▸ **Work to complete**: Lines in the records below that contain the word "needle" must each be copied.

################

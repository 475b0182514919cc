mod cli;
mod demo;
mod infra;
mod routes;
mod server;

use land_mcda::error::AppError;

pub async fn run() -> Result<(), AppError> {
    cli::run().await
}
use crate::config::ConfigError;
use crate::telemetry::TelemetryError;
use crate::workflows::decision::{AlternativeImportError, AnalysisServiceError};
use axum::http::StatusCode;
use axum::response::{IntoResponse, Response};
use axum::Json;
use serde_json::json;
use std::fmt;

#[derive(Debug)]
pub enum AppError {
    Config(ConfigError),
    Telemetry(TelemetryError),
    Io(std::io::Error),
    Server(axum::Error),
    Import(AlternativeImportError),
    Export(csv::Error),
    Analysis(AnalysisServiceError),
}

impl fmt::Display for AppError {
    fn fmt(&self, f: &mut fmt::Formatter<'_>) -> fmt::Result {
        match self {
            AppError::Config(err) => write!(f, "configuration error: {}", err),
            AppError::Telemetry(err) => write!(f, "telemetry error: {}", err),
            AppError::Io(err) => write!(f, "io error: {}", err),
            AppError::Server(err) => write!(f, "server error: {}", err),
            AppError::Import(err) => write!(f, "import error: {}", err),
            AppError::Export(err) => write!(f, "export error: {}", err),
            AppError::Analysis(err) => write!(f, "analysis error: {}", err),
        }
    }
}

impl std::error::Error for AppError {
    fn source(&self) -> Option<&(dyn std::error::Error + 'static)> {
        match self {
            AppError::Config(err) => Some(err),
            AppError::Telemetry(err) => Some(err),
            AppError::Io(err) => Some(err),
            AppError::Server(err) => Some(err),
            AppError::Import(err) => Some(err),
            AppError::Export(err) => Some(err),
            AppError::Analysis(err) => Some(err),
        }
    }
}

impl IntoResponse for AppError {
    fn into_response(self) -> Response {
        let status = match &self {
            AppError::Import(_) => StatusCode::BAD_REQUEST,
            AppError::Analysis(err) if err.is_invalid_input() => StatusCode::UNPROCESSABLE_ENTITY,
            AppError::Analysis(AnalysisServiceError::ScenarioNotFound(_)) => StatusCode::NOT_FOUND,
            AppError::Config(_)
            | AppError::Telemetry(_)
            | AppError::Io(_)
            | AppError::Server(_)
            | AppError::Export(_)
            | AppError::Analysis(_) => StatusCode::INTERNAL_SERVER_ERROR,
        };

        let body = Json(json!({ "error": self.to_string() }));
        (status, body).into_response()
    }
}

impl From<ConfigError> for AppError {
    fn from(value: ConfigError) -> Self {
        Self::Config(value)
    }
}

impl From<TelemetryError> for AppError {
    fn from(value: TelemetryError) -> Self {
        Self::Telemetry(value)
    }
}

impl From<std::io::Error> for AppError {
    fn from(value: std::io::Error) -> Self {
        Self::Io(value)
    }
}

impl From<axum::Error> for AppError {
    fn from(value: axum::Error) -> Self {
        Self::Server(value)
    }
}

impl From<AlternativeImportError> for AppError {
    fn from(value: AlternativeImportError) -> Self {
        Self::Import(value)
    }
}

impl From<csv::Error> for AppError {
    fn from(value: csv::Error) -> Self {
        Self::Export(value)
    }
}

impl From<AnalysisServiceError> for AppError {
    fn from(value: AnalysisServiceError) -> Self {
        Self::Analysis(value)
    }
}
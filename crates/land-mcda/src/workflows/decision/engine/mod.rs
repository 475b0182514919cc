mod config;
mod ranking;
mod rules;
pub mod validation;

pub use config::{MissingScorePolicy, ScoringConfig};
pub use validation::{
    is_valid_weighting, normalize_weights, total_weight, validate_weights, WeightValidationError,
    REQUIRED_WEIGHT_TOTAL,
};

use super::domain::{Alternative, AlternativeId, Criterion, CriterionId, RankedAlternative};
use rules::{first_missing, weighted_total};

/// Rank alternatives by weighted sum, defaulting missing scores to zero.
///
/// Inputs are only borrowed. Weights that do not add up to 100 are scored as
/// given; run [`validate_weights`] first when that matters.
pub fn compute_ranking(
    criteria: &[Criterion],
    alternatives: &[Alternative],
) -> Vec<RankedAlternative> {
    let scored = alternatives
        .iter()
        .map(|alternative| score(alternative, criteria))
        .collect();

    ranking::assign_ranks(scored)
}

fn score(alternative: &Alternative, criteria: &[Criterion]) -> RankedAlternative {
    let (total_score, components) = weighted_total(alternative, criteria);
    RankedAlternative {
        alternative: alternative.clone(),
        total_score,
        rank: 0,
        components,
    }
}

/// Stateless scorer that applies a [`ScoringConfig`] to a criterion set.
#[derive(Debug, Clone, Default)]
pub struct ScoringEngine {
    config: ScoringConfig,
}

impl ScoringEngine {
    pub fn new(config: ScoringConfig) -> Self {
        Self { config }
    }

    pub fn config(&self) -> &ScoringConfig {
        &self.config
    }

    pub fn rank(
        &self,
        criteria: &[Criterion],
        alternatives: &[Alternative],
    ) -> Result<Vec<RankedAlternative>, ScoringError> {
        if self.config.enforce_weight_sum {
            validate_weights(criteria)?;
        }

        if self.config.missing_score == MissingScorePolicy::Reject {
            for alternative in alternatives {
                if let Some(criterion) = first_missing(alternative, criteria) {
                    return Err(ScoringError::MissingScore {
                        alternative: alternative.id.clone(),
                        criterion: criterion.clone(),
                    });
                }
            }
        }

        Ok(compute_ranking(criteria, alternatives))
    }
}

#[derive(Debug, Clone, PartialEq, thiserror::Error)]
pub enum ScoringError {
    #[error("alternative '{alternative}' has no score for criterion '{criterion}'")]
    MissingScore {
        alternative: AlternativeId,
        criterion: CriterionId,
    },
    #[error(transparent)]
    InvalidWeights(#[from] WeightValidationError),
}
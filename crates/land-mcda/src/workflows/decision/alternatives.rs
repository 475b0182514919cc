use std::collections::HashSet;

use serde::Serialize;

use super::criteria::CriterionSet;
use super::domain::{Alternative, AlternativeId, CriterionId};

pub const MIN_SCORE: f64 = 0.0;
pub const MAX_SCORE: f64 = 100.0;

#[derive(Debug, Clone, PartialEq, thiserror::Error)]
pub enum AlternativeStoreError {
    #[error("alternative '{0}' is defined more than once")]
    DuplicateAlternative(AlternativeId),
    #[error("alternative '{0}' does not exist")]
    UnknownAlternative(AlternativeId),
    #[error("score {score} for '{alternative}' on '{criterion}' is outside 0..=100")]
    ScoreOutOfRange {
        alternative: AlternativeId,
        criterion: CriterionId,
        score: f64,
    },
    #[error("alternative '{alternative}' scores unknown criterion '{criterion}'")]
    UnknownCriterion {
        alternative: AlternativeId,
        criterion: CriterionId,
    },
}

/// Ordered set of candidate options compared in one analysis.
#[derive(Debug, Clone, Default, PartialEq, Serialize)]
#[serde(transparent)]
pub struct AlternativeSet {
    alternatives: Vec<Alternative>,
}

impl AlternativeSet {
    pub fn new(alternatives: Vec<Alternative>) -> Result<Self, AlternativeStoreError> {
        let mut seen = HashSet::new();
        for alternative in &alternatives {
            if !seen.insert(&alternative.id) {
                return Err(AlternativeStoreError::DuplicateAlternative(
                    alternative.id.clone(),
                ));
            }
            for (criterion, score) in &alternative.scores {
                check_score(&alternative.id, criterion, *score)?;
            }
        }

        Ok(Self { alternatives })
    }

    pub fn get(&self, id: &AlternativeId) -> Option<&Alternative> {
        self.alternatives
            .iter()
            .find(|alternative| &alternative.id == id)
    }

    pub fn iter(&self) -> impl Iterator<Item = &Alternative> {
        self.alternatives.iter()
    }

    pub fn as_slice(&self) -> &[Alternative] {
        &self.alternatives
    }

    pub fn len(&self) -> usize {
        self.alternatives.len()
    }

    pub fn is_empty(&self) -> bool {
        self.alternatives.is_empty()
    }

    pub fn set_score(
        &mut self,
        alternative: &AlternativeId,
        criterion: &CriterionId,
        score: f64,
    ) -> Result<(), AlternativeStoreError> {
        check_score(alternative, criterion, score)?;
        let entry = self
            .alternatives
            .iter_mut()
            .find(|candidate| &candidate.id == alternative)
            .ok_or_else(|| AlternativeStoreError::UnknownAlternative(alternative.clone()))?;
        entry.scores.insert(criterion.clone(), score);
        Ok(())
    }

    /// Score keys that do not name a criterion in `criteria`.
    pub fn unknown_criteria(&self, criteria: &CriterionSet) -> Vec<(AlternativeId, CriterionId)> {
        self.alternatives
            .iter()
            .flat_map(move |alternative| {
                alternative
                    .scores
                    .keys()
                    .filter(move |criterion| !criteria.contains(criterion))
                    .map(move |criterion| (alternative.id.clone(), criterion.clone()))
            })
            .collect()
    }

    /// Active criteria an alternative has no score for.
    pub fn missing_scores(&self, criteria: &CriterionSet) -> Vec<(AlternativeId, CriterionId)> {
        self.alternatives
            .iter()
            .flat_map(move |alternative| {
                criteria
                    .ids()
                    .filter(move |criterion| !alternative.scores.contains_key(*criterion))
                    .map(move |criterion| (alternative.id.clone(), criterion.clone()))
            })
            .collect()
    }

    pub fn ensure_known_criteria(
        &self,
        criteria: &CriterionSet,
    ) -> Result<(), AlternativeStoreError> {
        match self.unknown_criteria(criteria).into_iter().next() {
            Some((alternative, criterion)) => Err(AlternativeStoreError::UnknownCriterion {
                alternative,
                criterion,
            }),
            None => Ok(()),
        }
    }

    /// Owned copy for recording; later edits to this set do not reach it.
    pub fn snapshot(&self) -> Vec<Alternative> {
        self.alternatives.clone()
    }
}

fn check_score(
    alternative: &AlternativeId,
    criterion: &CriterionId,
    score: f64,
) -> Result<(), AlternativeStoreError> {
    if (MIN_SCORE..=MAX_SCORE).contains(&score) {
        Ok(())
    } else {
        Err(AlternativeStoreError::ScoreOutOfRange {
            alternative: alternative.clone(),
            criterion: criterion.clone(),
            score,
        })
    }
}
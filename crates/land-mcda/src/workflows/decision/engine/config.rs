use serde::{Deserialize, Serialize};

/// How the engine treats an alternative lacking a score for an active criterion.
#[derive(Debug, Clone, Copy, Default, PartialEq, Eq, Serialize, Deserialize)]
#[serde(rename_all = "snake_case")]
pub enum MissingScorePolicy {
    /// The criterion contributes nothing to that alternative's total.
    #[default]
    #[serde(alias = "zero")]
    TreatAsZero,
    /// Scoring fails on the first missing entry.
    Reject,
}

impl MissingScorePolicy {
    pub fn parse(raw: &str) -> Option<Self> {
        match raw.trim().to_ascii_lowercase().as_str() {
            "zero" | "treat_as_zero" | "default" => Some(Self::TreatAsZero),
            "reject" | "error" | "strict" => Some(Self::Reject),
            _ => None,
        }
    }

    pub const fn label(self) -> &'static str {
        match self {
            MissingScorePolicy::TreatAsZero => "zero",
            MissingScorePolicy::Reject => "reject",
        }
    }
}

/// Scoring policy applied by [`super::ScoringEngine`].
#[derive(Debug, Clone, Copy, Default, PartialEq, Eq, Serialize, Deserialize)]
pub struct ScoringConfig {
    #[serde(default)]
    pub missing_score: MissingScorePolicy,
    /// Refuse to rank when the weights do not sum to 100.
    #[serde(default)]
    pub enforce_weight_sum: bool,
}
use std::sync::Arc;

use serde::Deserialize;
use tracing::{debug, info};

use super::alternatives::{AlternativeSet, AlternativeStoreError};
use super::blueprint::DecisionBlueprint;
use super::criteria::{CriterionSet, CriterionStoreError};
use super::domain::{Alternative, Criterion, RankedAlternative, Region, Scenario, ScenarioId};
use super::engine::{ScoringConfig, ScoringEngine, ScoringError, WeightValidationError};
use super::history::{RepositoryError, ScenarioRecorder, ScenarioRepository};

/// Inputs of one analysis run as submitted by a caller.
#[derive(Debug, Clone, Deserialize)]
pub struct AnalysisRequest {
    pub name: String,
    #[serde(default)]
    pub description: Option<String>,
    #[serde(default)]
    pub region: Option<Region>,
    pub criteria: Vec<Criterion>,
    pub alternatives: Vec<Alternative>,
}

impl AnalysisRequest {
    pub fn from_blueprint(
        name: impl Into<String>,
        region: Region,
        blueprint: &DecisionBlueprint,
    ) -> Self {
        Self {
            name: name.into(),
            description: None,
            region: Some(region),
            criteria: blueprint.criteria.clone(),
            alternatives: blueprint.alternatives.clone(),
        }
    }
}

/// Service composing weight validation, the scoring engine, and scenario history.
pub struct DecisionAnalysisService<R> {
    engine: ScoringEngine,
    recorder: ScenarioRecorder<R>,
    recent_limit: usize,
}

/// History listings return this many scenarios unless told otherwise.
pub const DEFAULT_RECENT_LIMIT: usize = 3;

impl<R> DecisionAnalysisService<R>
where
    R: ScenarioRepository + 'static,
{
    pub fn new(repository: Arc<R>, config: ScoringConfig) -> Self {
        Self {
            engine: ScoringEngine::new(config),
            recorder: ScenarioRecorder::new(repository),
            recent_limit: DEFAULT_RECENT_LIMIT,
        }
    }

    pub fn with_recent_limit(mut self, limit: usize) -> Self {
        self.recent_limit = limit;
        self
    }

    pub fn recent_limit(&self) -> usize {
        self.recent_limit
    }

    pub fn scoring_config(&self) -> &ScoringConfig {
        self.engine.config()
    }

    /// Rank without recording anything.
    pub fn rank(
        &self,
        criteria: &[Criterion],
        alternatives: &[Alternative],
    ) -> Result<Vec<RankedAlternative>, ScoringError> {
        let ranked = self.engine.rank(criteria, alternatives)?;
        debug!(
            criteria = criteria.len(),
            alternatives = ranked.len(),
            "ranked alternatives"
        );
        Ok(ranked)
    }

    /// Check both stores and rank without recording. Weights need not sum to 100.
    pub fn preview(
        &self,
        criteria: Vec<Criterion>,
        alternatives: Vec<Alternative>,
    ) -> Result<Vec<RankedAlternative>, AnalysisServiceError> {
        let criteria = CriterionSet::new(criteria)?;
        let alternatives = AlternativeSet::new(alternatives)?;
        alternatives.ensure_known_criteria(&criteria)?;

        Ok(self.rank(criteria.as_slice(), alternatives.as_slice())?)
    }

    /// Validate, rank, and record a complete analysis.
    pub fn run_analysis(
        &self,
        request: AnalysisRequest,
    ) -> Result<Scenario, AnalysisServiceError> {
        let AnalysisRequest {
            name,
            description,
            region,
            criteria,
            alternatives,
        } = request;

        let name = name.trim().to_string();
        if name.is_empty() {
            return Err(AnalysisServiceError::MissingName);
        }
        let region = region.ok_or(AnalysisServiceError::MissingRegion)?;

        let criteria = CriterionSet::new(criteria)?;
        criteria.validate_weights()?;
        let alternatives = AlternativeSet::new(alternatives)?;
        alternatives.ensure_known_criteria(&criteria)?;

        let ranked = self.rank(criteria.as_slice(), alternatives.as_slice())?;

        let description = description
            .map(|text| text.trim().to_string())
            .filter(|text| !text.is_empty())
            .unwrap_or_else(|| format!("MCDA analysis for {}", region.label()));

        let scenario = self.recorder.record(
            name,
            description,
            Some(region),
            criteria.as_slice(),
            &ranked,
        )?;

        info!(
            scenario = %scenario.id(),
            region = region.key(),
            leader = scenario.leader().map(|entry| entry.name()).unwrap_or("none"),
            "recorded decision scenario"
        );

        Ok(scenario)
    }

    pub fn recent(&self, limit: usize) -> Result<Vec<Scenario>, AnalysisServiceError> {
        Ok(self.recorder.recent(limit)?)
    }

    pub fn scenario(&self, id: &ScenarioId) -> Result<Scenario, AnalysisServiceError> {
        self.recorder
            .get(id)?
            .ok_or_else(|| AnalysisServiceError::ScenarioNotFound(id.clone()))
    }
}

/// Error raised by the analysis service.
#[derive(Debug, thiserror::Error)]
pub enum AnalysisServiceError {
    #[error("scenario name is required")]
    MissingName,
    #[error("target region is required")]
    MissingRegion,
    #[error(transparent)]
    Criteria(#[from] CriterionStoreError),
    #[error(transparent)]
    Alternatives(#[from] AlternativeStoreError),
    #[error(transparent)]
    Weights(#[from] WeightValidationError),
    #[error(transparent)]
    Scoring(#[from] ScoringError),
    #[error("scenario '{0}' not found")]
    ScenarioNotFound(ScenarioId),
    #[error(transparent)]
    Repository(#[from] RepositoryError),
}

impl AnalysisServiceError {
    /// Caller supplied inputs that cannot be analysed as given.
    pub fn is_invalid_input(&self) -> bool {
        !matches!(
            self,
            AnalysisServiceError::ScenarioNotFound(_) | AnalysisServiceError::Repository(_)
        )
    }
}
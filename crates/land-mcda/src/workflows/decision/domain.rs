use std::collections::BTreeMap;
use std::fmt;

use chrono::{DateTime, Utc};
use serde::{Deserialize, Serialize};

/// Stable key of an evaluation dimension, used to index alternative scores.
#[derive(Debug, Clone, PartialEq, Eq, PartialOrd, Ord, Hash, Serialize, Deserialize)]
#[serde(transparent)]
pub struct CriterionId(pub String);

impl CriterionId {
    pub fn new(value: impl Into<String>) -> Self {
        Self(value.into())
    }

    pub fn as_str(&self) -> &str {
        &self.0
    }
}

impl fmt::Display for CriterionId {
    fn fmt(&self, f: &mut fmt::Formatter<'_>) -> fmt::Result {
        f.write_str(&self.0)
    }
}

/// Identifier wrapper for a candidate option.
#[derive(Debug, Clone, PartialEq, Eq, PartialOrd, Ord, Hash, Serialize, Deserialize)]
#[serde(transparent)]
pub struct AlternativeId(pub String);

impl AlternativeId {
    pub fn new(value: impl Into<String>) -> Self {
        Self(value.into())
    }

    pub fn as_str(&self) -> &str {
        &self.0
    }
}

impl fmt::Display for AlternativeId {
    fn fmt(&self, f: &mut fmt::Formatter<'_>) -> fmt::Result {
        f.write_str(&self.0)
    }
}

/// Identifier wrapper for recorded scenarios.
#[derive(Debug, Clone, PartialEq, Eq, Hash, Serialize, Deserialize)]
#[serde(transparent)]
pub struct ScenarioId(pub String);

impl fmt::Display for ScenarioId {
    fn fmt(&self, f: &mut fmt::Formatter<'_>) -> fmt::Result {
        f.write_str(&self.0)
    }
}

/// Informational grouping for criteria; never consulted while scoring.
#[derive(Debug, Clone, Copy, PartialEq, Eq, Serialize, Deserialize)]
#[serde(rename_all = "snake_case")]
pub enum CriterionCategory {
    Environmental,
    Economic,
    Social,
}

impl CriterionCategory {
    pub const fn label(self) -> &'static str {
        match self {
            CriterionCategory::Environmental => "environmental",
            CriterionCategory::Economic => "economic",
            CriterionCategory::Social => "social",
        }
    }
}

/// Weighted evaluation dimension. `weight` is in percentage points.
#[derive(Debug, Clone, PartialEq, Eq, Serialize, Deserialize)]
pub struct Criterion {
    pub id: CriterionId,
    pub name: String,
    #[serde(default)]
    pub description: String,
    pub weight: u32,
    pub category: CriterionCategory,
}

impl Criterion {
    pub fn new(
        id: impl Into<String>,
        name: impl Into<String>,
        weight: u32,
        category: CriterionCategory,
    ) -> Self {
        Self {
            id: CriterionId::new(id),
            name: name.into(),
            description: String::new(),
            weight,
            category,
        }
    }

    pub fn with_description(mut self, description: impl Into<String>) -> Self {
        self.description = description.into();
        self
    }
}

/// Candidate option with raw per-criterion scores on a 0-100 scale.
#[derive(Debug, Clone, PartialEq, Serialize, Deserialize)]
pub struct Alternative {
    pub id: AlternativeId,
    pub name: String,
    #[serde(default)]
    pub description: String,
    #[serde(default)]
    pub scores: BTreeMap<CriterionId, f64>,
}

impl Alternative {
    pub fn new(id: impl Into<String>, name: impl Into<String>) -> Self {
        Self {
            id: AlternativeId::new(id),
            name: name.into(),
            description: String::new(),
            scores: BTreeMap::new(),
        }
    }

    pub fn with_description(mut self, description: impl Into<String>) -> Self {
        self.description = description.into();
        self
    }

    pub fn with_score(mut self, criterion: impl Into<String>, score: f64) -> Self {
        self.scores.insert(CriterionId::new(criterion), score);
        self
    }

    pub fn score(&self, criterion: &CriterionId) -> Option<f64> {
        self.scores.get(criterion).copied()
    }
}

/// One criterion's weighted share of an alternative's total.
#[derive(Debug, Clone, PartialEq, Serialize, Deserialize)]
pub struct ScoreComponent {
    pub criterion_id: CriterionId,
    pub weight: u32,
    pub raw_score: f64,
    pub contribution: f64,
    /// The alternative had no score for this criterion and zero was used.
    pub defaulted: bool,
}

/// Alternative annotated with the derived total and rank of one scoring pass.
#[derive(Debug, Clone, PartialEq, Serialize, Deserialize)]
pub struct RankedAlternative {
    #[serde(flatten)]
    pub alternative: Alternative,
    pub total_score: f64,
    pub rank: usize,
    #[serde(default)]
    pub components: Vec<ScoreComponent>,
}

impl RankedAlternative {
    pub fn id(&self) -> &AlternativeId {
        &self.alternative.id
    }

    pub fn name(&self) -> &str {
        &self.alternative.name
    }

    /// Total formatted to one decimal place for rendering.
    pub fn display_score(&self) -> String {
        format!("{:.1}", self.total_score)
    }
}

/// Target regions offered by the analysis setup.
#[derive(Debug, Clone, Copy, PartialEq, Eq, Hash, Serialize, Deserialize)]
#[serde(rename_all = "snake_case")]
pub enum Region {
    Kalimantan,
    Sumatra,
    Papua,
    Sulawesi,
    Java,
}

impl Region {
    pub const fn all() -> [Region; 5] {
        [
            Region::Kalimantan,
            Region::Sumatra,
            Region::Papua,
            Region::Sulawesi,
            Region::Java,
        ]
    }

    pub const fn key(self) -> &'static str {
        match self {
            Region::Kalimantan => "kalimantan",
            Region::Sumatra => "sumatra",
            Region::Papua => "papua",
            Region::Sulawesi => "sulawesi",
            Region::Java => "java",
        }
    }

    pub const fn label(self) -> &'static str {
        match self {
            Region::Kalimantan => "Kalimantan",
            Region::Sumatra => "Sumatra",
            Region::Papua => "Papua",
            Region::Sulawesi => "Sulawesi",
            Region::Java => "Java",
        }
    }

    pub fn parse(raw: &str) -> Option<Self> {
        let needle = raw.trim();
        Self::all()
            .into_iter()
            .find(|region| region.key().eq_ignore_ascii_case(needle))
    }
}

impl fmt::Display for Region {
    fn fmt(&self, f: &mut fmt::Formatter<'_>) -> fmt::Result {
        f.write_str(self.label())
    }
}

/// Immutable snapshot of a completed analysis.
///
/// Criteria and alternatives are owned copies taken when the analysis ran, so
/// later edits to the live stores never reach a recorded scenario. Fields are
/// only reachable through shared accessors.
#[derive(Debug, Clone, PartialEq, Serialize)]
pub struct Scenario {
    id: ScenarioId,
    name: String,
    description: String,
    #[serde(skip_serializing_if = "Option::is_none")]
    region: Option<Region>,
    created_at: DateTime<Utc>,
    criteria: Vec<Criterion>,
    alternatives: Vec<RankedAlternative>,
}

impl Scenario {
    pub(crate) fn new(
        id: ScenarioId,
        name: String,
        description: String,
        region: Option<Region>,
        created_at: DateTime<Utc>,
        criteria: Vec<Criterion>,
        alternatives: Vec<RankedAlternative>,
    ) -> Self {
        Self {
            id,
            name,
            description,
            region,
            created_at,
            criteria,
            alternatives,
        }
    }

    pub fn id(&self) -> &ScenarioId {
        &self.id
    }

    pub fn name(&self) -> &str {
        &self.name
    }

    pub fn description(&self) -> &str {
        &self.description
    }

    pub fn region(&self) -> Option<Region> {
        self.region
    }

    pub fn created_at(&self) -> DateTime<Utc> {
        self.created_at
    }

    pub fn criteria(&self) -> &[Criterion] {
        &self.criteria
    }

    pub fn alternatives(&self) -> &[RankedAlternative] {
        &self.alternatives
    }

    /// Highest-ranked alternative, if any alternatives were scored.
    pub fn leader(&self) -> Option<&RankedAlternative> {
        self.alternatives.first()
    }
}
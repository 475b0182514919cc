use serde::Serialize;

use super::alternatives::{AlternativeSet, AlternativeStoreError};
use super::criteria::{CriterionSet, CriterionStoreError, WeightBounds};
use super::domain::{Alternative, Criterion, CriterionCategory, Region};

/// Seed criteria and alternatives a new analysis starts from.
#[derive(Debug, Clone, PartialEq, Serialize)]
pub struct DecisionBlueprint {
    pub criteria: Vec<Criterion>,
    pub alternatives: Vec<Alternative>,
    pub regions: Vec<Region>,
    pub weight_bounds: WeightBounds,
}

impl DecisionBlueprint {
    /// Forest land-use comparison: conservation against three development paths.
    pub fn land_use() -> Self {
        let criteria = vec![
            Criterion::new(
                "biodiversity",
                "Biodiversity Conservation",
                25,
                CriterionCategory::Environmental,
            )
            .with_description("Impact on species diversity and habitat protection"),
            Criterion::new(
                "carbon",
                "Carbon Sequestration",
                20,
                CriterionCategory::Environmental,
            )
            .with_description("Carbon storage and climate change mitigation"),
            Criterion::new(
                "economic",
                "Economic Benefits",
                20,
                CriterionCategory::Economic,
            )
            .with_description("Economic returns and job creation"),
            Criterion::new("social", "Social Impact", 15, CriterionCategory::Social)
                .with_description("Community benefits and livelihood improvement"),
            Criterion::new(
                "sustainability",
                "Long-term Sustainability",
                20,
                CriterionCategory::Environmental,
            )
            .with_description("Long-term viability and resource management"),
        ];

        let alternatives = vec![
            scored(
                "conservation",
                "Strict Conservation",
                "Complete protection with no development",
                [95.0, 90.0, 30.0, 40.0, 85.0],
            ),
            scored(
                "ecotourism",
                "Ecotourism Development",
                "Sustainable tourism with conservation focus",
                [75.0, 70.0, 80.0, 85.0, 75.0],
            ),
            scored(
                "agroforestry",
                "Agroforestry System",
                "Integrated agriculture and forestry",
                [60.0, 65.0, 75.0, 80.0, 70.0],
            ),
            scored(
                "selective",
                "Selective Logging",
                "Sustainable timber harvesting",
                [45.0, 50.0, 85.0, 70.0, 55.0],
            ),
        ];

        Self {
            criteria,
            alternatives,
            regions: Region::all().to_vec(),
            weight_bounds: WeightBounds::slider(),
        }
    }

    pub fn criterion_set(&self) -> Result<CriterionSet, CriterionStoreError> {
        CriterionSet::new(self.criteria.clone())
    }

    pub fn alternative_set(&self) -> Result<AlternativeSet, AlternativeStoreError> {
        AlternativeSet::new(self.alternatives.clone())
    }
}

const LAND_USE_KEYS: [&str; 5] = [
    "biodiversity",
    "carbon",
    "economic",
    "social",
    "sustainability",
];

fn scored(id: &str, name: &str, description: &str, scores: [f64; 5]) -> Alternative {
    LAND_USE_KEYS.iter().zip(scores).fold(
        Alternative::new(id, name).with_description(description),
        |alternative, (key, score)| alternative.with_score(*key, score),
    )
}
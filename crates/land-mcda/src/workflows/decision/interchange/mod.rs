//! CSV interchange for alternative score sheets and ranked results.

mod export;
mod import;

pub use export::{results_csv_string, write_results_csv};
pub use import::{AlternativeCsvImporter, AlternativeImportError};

################

▸ **Output below**:
        let needle = raw.trim();
            .find(|region| region.key().eq_ignore_ascii_case(needle))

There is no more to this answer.